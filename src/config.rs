//! Run Configuration
//!
//! Loads the TOML run configuration, applies CLI overrides and resolves the
//! training device. Device resolution happens exactly once at startup; the
//! rest of the pipeline trusts the resolved value and never re-probes
//! hardware.

use std::fmt;
use std::path::{Path, PathBuf};

use colored::Colorize;
use serde::{Deserialize, Serialize};
use tracing::warn;

use crate::backend;
use crate::error::{PacemakerError, Result};
use crate::model::{Architecture, MIN_IMAGE_SIZE};

/// Dataset locations and loading parameters
#[derive(Debug, Clone, Serialize, Deserialize)]
pub struct DataConfig {
    /// Kaggle dataset slug (owner/dataset) for the download-data command
    #[serde(default)]
    pub kaggle_dataset: String,

    /// Directory the raw Kaggle download lands in
    #[serde(default = "default_raw_dir")]
    pub raw_dir: PathBuf,

    /// Training split directory (ImageFolder layout)
    #[serde(default = "default_train_dir")]
    pub train_dir: PathBuf,

    /// Test split directory (ImageFolder layout)
    #[serde(default = "default_test_dir")]
    pub test_dir: PathBuf,

    /// Samples per training batch
    #[serde(default = "default_batch_size")]
    pub batch_size: usize,

    /// Square image edge length after resizing
    #[serde(default = "default_image_size", alias = "img_size")]
    pub image_size: usize,

    /// Accepted for config compatibility; the loader is single-threaded
    #[serde(default = "default_num_workers")]
    pub num_workers: usize,
}

/// Model selection
#[derive(Debug, Clone, Serialize, Deserialize)]
pub struct ModelConfig {
    /// One of densenet121, resnet50, mobilenet_v3_small
    pub architecture: Architecture,

    /// Load backbone weights from `backbone_weights` when available
    #[serde(default)]
    pub pretrained: bool,

    /// Optional backbone record file used when `pretrained` is set
    #[serde(default)]
    pub backbone_weights: Option<PathBuf>,
}

/// Training hyperparameters
#[derive(Debug, Clone, Serialize, Deserialize)]
pub struct TrainingConfig {
    #[serde(default = "default_epochs")]
    pub epochs: usize,

    #[serde(default = "default_learning_rate")]
    pub learning_rate: f64,

    /// Requested device: "cpu", "gpu" or "cuda"
    #[serde(default = "default_device")]
    pub device: String,

    /// Seed for epoch shuffling and weight init
    #[serde(default = "default_seed")]
    pub seed: u64,

    /// Per-iteration progress output with throughput and ETA
    #[serde(default)]
    pub verbose: bool,
}

/// Output locations
#[derive(Debug, Clone, Serialize, Deserialize)]
pub struct OutputConfig {
    #[serde(default = "default_checkpoint_dir", alias = "dir")]
    pub checkpoint_dir: PathBuf,

    #[serde(default = "default_export_dir")]
    pub export_dir: PathBuf,

    /// Stem of the final weights file; defaults to the architecture name
    #[serde(default)]
    pub model_name: Option<String>,
}

fn default_raw_dir() -> PathBuf {
    PathBuf::from("data/raw")
}
fn default_train_dir() -> PathBuf {
    PathBuf::from("data/train")
}
fn default_test_dir() -> PathBuf {
    PathBuf::from("data/test")
}
fn default_batch_size() -> usize {
    32
}
fn default_image_size() -> usize {
    224
}
fn default_num_workers() -> usize {
    4
}
fn default_epochs() -> usize {
    10
}
fn default_learning_rate() -> f64 {
    1e-3
}
fn default_device() -> String {
    "cpu".to_string()
}
fn default_seed() -> u64 {
    42
}
fn default_checkpoint_dir() -> PathBuf {
    PathBuf::from("output/checkpoints")
}
fn default_export_dir() -> PathBuf {
    PathBuf::from("output/export")
}

/// Complete run configuration
#[derive(Debug, Clone, Serialize, Deserialize)]
pub struct RunConfig {
    pub data: DataConfig,
    pub model: ModelConfig,
    pub training: TrainingConfig,
    pub output: OutputConfig,
}

/// Optional CLI overrides; only present values replace file values
#[derive(Debug, Clone, Default)]
pub struct ConfigOverrides {
    pub epochs: Option<usize>,
    pub batch_size: Option<usize>,
    pub learning_rate: Option<f64>,
    pub device: Option<String>,
}

/// The device the run will actually use, decided once at startup
#[derive(Debug, Clone, Copy, PartialEq, Eq)]
pub enum DeviceKind {
    Cpu,
    Gpu,
}

impl fmt::Display for DeviceKind {
    fn fmt(&self, f: &mut fmt::Formatter<'_>) -> fmt::Result {
        match self {
            DeviceKind::Cpu => write!(f, "cpu"),
            DeviceKind::Gpu => write!(f, "gpu"),
        }
    }
}

impl RunConfig {
    /// Load a configuration from a TOML file
    pub fn load<P: AsRef<Path>>(path: P) -> Result<Self> {
        let path = path.as_ref();
        let contents = std::fs::read_to_string(path).map_err(|e| {
            PacemakerError::Config(format!("cannot read '{}': {}", path.display(), e))
        })?;

        let config: RunConfig = toml::from_str(&contents).map_err(|e| {
            PacemakerError::Config(format!("invalid config '{}': {}", path.display(), e))
        })?;

        config.validate()?;
        Ok(config)
    }

    /// Apply CLI overrides on top of the file values
    pub fn apply_overrides(&mut self, overrides: &ConfigOverrides) {
        if let Some(epochs) = overrides.epochs {
            self.training.epochs = epochs;
        }
        if let Some(batch_size) = overrides.batch_size {
            self.data.batch_size = batch_size;
        }
        if let Some(learning_rate) = overrides.learning_rate {
            self.training.learning_rate = learning_rate;
        }
        if let Some(ref device) = overrides.device {
            self.training.device = device.clone();
        }
    }

    /// Validate all values the rest of the pipeline depends on
    pub fn validate(&self) -> Result<()> {
        if self.training.epochs == 0 {
            return Err(PacemakerError::Config("epochs must be positive".into()));
        }
        if self.data.batch_size == 0 {
            return Err(PacemakerError::Config("batch_size must be positive".into()));
        }
        if self.data.image_size < MIN_IMAGE_SIZE {
            return Err(PacemakerError::Config(format!(
                "image_size must be at least {}, got {}",
                MIN_IMAGE_SIZE, self.data.image_size
            )));
        }
        if !(self.training.learning_rate.is_finite() && self.training.learning_rate > 0.0) {
            return Err(PacemakerError::Config(format!(
                "learning_rate must be positive, got {}",
                self.training.learning_rate
            )));
        }
        Ok(())
    }

    /// Resolve the requested device against the compiled backend
    ///
    /// Called once at startup. A GPU request without a GPU backend compiled in
    /// downgrades to CPU with a warning; an unknown device string is a hard
    /// error. The resolved value is written back so later consumers see the
    /// effective device.
    pub fn resolve_device(&mut self) -> Result<DeviceKind> {
        let kind = match self.training.device.as_str() {
            "cpu" => DeviceKind::Cpu,
            "gpu" | "cuda" => {
                if backend::gpu_available() {
                    DeviceKind::Gpu
                } else {
                    warn!(
                        "Device '{}' requested but no GPU backend is compiled in, falling back to CPU",
                        self.training.device
                    );
                    DeviceKind::Cpu
                }
            }
            other => {
                return Err(PacemakerError::Config(format!(
                    "unknown device '{}' (expected cpu, gpu or cuda)",
                    other
                )));
            }
        };

        self.training.device = kind.to_string();
        Ok(kind)
    }

    /// Print the effective configuration before training starts
    pub fn print_banner(&self) {
        println!("\n{}", "=== Run Configuration ===".cyan().bold());
        println!("  Architecture:   {}", self.model.architecture.as_str());
        println!("  Pretrained:     {}", self.model.pretrained);
        println!("  Epochs:         {}", self.training.epochs);
        println!("  Batch size:     {}", self.data.batch_size);
        println!("  Learning rate:  {}", self.training.learning_rate);
        println!("  Image size:     {}", self.data.image_size);
        println!("  Device:         {}", self.training.device);
        println!("  Seed:           {}", self.training.seed);
        println!("  Train dir:      {}", self.data.train_dir.display());
        println!("  Test dir:       {}", self.data.test_dir.display());
        println!("  Checkpoints:    {}", self.output.checkpoint_dir.display());
        println!("  Backend:        {}\n", backend::backend_name());
    }
}

#[cfg(test)]
mod tests {
    use super::*;
    use std::io::Write;

    fn minimal_toml() -> &'static str {
        r#"
            [data]
            train_dir = "data/train"
            test_dir = "data/test"

            [model]
            architecture = "resnet50"

            [training]
            epochs = 5

            [output]
        "#
    }

    #[test]
    fn test_load_with_defaults() {
        let mut file = tempfile::NamedTempFile::new().unwrap();
        write!(file, "{}", minimal_toml()).unwrap();

        let config = RunConfig::load(file.path()).unwrap();
        assert_eq!(config.model.architecture, Architecture::Resnet50);
        assert_eq!(config.training.epochs, 5);
        assert_eq!(config.data.batch_size, 32);
        assert_eq!(config.data.image_size, 224);
        assert_eq!(config.training.device, "cpu");
        assert!(!config.model.pretrained);
    }

    #[test]
    fn test_img_size_alias_accepted() {
        let mut file = tempfile::NamedTempFile::new().unwrap();
        let toml = minimal_toml().replace(
            "test_dir = \"data/test\"",
            "test_dir = \"data/test\"\nimg_size = 128",
        );
        write!(file, "{}", toml).unwrap();

        let config = RunConfig::load(file.path()).unwrap();
        assert_eq!(config.data.image_size, 128);
    }

    #[test]
    fn test_load_missing_file() {
        let result = RunConfig::load("does/not/exist.toml");
        assert!(matches!(result, Err(PacemakerError::Config(_))));
    }

    #[test]
    fn test_load_bad_architecture() {
        let mut file = tempfile::NamedTempFile::new().unwrap();
        let toml = minimal_toml().replace("resnet50", "vgg16");
        write!(file, "{}", toml).unwrap();

        assert!(matches!(
            RunConfig::load(file.path()),
            Err(PacemakerError::Config(_))
        ));
    }

    #[test]
    fn test_overrides_take_precedence() {
        let mut file = tempfile::NamedTempFile::new().unwrap();
        write!(file, "{}", minimal_toml()).unwrap();
        let mut config = RunConfig::load(file.path()).unwrap();

        let overrides = ConfigOverrides {
            epochs: Some(20),
            batch_size: Some(8),
            learning_rate: None,
            device: Some("gpu".to_string()),
        };
        config.apply_overrides(&overrides);

        assert_eq!(config.training.epochs, 20);
        assert_eq!(config.data.batch_size, 8);
        assert_eq!(config.training.learning_rate, 1e-3);
        assert_eq!(config.training.device, "gpu");
    }

    #[test]
    fn test_validate_rejects_zero_epochs() {
        let mut file = tempfile::NamedTempFile::new().unwrap();
        let toml = minimal_toml().replace("epochs = 5", "epochs = 0");
        write!(file, "{}", toml).unwrap();

        assert!(RunConfig::load(file.path()).is_err());
    }

    #[test]
    fn test_validate_rejects_undersized_image_size() {
        let mut file = tempfile::NamedTempFile::new().unwrap();
        let toml = minimal_toml().replace(
            "test_dir = \"data/test\"",
            "test_dir = \"data/test\"\nimage_size = 8",
        );
        write!(file, "{}", toml).unwrap();

        assert!(matches!(
            RunConfig::load(file.path()),
            Err(PacemakerError::Config(_))
        ));
    }

    #[test]
    fn test_unknown_device_is_an_error() {
        let mut file = tempfile::NamedTempFile::new().unwrap();
        write!(file, "{}", minimal_toml()).unwrap();
        let mut config = RunConfig::load(file.path()).unwrap();
        config.training.device = "tpu".to_string();

        assert!(matches!(
            config.resolve_device(),
            Err(PacemakerError::Config(_))
        ));
    }

    #[cfg(not(any(feature = "wgpu", feature = "cuda")))]
    #[test]
    fn test_gpu_request_falls_back_to_cpu() {
        let mut file = tempfile::NamedTempFile::new().unwrap();
        write!(file, "{}", minimal_toml()).unwrap();
        let mut config = RunConfig::load(file.path()).unwrap();
        config.training.device = "gpu".to_string();

        let kind = config.resolve_device().unwrap();
        assert_eq!(kind, DeviceKind::Cpu);
        assert_eq!(config.training.device, "cpu");
    }

    #[test]
    fn test_cpu_resolves_to_cpu() {
        let mut file = tempfile::NamedTempFile::new().unwrap();
        write!(file, "{}", minimal_toml()).unwrap();
        let mut config = RunConfig::load(file.path()).unwrap();

        assert_eq!(config.resolve_device().unwrap(), DeviceKind::Cpu);
    }
}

* **WHAT THIS TASK INVOLVES**: Would you retype the lines above from the one with "string is a hard" down to the one with "pub fn resolve_device(&mut", word for word, both ends included and no other lines?

* **WORKED SOLUTION**:
    /// downgrades to CPU with a warning; an unknown device string is a hard
    /// error. The resolved value is written back so later consumers see the
    /// effective device.
    pub fn resolve_device(&mut self) -> Result<DeviceKind> {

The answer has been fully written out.